Recalled thus suddenly to a consciousness of her sex, which she had completely forgotten, and of his, which was now remote enough to be equally upsetting, Orlando felt seized with faintness.
“La!” she cried, putting her hand to her side, “how you frighten me!”
“Gentle creature,” cried the Archduchess, falling on one knee and at the same time pressing a cordial to Orlando’s lips, “forgive me for the deceit I have practised on you!”
Orlando sipped the wine and the Archduke knelt and kissed her hand.

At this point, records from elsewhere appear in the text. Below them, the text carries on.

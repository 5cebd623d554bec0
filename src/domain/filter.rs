use crate::domain::archive::{Record, UrlEntity};
use crate::domain::pattern::PatternSet;
use crate::types::{AppError, AppResult};
use serde::Serialize;
use std::collections::{BTreeMap, HashSet};

pub const DEFAULT_PAGE: usize = 1;
pub const DEFAULT_PAGE_SIZE: usize = 50;
pub const MAX_PAGE_SIZE: usize = 200;

/// 絞り込みに一致した投稿と、一致したパターン
#[derive(Debug, Clone, PartialEq, Eq)]
pub struct RecordMatch<'a> {
    pub record: &'a Record,
    pub matched_sites: Vec<String>,
    pub matched_keywords: Vec<String>,
}

// 照合用に小文字化したパターン（元の表記も保持する）
struct LoweredPatterns<'p> {
    sites: Vec<(&'p str, String)>,
    keywords: Vec<(&'p str, String)>,
}

impl<'p> LoweredPatterns<'p> {
    fn new(sites: &'p [String], keywords: &'p [String]) -> Self {
        Self {
            sites: sites.iter().map(|p| (p.as_str(), p.to_lowercase())).collect(),
            keywords: keywords
                .iter()
                .map(|k| (k.as_str(), k.to_lowercase()))
                .collect(),
        }
    }

    fn matches(&self, record: &Record) -> (Vec<String>, Vec<String>) {
        let text = record.text.to_lowercase();
        let expanded_urls: Vec<String> = record
            .urls
            .iter()
            .map(|u| u.expanded_url.to_lowercase())
            .collect();

        let matched_sites = self
            .sites
            .iter()
            .filter(|(_, lower)| {
                text.contains(lower.as_str()) || expanded_urls.iter().any(|u| u.contains(lower.as_str()))
            })
            .map(|(original, _)| original.to_string())
            .collect();

        let matched_keywords = self
            .keywords
            .iter()
            .filter(|(_, lower)| text.contains(lower.as_str()))
            .map(|(original, _)| original.to_string())
            .collect();

        (matched_sites, matched_keywords)
    }
}

/// 1件の投稿に一致するサイトパターンとキーワードを返す
///
/// 大文字小文字は区別しない。サイトパターンは本文と展開後URLの両方、
/// キーワードは本文のみに対して部分一致で照合する。
pub fn match_record(record: &Record, sites: &[String], keywords: &[String]) -> (Vec<String>, Vec<String>) {
    LoweredPatterns::new(sites, keywords).matches(record)
}

/// # 概要
/// パターンに一致する投稿をアーカイブ順に抽出する。
///
/// ## 動作
/// - 削除済みIDの投稿は照合前に除外
/// - サイトパターンかキーワードのどれか1つ以上に一致した投稿のみ残す
/// - `search`が空でなければ、さらに本文に含むものだけに絞り込む
///
/// ## 引数
/// - `records`: アーカイブの投稿一覧
/// - `patterns`: サイトパターンとキーワード
/// - `deleted_ids`: このセッションで削除したID
/// - `search`: 追加の検索文字列（前後の空白は無視）
pub fn filter_records<'a>(
    records: &'a [Record],
    patterns: &PatternSet,
    deleted_ids: &HashSet<String>,
    search: &str,
) -> Vec<RecordMatch<'a>> {
    let lowered = LoweredPatterns::new(&patterns.sites, &patterns.keywords);
    let search = search.trim().to_lowercase();

    records
        .iter()
        .filter(|record| !deleted_ids.contains(&record.id))
        .filter_map(|record| {
            let (matched_sites, matched_keywords) = lowered.matches(record);
            if matched_sites.is_empty() && matched_keywords.is_empty() {
                return None;
            }
            if !search.is_empty() && !record.text.to_lowercase().contains(&search) {
                return None;
            }
            Some(RecordMatch {
                record,
                matched_sites,
                matched_keywords,
            })
        })
        .collect()
}

/// 一覧表示用の投稿
#[derive(Debug, Clone, PartialEq, Eq, Serialize)]
pub struct RecordView {
    pub id: String,
    pub text: String,
    pub created_at: String,
    /// `created_at`をRFC 3339に変換したもの（解釈できない場合は`None`）
    pub timestamp: Option<String>,
    pub source: String,
    pub matched_sites: Vec<String>,
    pub matched_keywords: Vec<String>,
    pub urls: Vec<UrlEntity>,
}

impl From<&RecordMatch<'_>> for RecordView {
    fn from(m: &RecordMatch<'_>) -> Self {
        Self {
            id: m.record.id.clone(),
            text: m.record.text.clone(),
            created_at: m.record.created_at.clone(),
            timestamp: m.record.timestamp().map(|t| t.to_rfc3339()),
            source: m.record.source_label(),
            matched_sites: m.matched_sites.clone(),
            matched_keywords: m.matched_keywords.clone(),
            urls: m.record.urls.clone(),
        }
    }
}

/// 一覧取得の条件
#[derive(Debug, Clone, PartialEq, Eq)]
pub struct PageQuery {
    /// 1始まりのページ番号
    pub page: usize,
    /// 1ページあたりの件数（1〜200）
    pub limit: usize,
    pub search: Option<String>,
}

impl Default for PageQuery {
    fn default() -> Self {
        Self {
            page: DEFAULT_PAGE,
            limit: DEFAULT_PAGE_SIZE,
            search: None,
        }
    }
}

impl PageQuery {
    pub fn validate(&self) -> AppResult<()> {
        if self.page < 1 {
            return Err(AppError::invalid_request("pageは1以上を指定してください"));
        }
        if self.limit < 1 || self.limit > MAX_PAGE_SIZE {
            return Err(AppError::invalid_request(format!(
                "limitは1以上{}以下を指定してください",
                MAX_PAGE_SIZE
            )));
        }
        Ok(())
    }
}

/// ページ分割された結果
#[derive(Debug, Clone, PartialEq, Eq, Serialize)]
pub struct Page<T> {
    pub total: usize,
    pub page: usize,
    pub limit: usize,
    pub pages: usize,
    pub records: Vec<T>,
}

/// 総ページ数（最低1）
pub fn total_pages(total: usize, limit: usize) -> usize {
    if limit == 0 {
        return 1;
    }
    total.div_ceil(limit).max(1)
}

/// `(page-1)*limit`から`limit`件を切り出す
///
/// 範囲外のページは空の結果を返す。
pub fn paginate<T: Clone>(items: &[T], page: usize, limit: usize) -> Page<T> {
    let total = items.len();
    let start = page.saturating_sub(1).saturating_mul(limit).min(total);
    let end = start.saturating_add(limit).min(total);

    Page {
        total,
        page,
        limit,
        pages: total_pages(total, limit),
        records: items[start..end].to_vec(),
    }
}

/// パターンごとの一致件数などの集計結果
#[derive(Debug, Clone, Default, PartialEq, Eq, Serialize)]
pub struct MatchStats {
    pub total_in_archive: usize,
    pub matched: usize,
    pub deleted_this_session: usize,
    pub by_site: BTreeMap<String, usize>,
    pub by_keyword: BTreeMap<String, usize>,
}

/// 一致状況を集計する（検索文字列による絞り込みは行わない）
pub fn compute_stats(
    records: &[Record],
    patterns: &PatternSet,
    deleted_ids: &HashSet<String>,
) -> MatchStats {
    let matched = filter_records(records, patterns, deleted_ids, "");

    let mut stats = MatchStats {
        total_in_archive: records.len(),
        matched: matched.len(),
        deleted_this_session: deleted_ids.len(),
        ..Default::default()
    };
    for m in &matched {
        for site in &m.matched_sites {
            *stats.by_site.entry(site.clone()).or_insert(0) += 1;
        }
        for keyword in &m.matched_keywords {
            *stats.by_keyword.entry(keyword.clone()).or_insert(0) += 1;
        }
    }
    stats
}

In short, they acted the parts of man and woman for ten minutes with great vigour and then fell into natural discourse. The Archduchess (but she must in future be known as the Archduke) told his story—that he was a man and always had been one; that he had seen a portrait of Orlando and fallen hopelessly in love with him; that to compass his ends, he had dressed as a woman and lodged at the Baker’s shop; that he was desolated when he fled to Turkey; that he had heard of her change and hastened to offer his services (here he teed and heed intolerably). For to him, said the Archduke Harry, she was and would ever be the Pink, the Pearl, the Perfection of her sex. The three p ’s would have been more persuasive if they had not been interspersed with tee-hees and haw-haws of the strangest kind. “If this is love,” said Orlando to herself, looking at the Archduke on the other side of the fender, and now from the woman’s point of view, “there is something highly ridiculous about it.”